• Records from a data collection:
◆ ◆ ◆

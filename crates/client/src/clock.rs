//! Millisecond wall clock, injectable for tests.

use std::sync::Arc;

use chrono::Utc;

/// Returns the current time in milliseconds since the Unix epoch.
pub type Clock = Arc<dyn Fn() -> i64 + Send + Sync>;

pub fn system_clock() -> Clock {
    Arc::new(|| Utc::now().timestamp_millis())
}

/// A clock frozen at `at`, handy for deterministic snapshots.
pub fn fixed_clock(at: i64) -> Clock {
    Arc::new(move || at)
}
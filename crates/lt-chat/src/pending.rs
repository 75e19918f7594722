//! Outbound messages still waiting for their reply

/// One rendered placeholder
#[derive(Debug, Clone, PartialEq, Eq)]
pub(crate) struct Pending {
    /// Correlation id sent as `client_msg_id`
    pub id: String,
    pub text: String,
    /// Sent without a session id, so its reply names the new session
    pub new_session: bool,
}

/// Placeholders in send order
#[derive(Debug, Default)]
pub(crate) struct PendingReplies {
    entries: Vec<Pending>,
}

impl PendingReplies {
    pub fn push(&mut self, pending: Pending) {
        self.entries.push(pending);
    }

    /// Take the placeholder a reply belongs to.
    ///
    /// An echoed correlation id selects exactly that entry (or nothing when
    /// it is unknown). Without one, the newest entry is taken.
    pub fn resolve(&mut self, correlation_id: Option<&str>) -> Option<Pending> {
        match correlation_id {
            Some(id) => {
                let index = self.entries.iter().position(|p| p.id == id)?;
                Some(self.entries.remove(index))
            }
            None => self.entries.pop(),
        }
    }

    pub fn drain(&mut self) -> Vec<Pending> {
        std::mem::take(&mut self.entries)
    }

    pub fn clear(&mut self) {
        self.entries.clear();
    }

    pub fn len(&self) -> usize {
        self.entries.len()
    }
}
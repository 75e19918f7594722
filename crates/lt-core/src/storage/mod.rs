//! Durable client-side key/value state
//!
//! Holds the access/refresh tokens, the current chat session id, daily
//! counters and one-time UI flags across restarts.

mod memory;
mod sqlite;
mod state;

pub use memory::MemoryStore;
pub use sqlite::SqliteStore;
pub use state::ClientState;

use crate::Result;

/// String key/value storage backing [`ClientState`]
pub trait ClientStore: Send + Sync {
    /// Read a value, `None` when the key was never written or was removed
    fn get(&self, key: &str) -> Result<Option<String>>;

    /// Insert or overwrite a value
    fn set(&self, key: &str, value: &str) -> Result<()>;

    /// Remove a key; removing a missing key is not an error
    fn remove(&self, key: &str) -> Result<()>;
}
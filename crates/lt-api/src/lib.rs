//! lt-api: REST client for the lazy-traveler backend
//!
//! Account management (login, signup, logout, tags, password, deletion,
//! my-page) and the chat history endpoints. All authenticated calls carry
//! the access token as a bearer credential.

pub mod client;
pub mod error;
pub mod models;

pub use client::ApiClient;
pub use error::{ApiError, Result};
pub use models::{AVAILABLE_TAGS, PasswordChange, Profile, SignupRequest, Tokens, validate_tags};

◆ ◆ ◆

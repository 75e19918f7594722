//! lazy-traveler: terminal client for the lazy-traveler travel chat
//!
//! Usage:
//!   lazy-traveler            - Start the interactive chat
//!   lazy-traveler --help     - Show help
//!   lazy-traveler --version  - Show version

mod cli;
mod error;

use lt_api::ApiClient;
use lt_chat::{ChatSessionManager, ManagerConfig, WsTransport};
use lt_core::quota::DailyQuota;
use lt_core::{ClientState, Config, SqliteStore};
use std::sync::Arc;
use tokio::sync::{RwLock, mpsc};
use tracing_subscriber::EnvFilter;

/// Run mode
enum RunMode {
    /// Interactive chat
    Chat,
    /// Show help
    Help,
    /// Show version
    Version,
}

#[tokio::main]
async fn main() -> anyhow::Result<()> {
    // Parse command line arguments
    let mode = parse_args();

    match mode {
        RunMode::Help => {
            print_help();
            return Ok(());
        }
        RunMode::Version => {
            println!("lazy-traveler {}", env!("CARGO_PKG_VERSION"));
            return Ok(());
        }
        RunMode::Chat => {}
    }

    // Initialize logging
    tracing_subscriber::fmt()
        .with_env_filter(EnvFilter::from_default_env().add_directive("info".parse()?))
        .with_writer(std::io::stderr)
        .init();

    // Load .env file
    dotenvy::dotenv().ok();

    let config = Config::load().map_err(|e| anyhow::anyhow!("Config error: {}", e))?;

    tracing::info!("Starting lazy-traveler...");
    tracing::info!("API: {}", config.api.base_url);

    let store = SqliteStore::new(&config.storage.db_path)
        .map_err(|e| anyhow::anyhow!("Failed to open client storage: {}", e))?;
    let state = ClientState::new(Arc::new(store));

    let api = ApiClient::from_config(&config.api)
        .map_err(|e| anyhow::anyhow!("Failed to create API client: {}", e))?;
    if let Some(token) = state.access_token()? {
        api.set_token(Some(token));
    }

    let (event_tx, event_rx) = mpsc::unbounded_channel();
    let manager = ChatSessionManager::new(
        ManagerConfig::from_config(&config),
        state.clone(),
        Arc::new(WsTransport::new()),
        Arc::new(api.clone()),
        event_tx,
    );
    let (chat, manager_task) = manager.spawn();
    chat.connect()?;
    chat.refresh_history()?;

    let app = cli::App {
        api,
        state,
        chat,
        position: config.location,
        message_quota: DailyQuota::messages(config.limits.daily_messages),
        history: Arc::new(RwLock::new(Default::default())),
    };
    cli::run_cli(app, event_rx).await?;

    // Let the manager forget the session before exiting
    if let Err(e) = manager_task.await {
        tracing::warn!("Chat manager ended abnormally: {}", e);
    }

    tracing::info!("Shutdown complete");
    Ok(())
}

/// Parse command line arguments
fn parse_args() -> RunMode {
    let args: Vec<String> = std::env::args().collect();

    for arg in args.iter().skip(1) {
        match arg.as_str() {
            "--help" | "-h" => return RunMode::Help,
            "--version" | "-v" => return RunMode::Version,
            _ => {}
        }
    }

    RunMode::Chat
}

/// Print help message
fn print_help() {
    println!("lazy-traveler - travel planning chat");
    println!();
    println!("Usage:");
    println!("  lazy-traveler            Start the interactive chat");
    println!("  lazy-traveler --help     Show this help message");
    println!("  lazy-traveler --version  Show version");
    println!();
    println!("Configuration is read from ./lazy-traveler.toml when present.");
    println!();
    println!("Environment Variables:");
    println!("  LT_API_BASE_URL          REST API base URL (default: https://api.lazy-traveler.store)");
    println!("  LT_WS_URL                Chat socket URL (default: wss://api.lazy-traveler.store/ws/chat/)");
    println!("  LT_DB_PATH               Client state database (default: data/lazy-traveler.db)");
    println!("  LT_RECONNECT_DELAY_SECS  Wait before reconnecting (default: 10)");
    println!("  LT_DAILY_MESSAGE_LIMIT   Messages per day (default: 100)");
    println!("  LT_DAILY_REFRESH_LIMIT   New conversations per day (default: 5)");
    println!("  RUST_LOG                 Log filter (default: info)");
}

◆ ◆ ◆

• Exercise instructions: The count, and nothing else: how many lines of the entries contain the word "when"?

• Solution for this problem: 3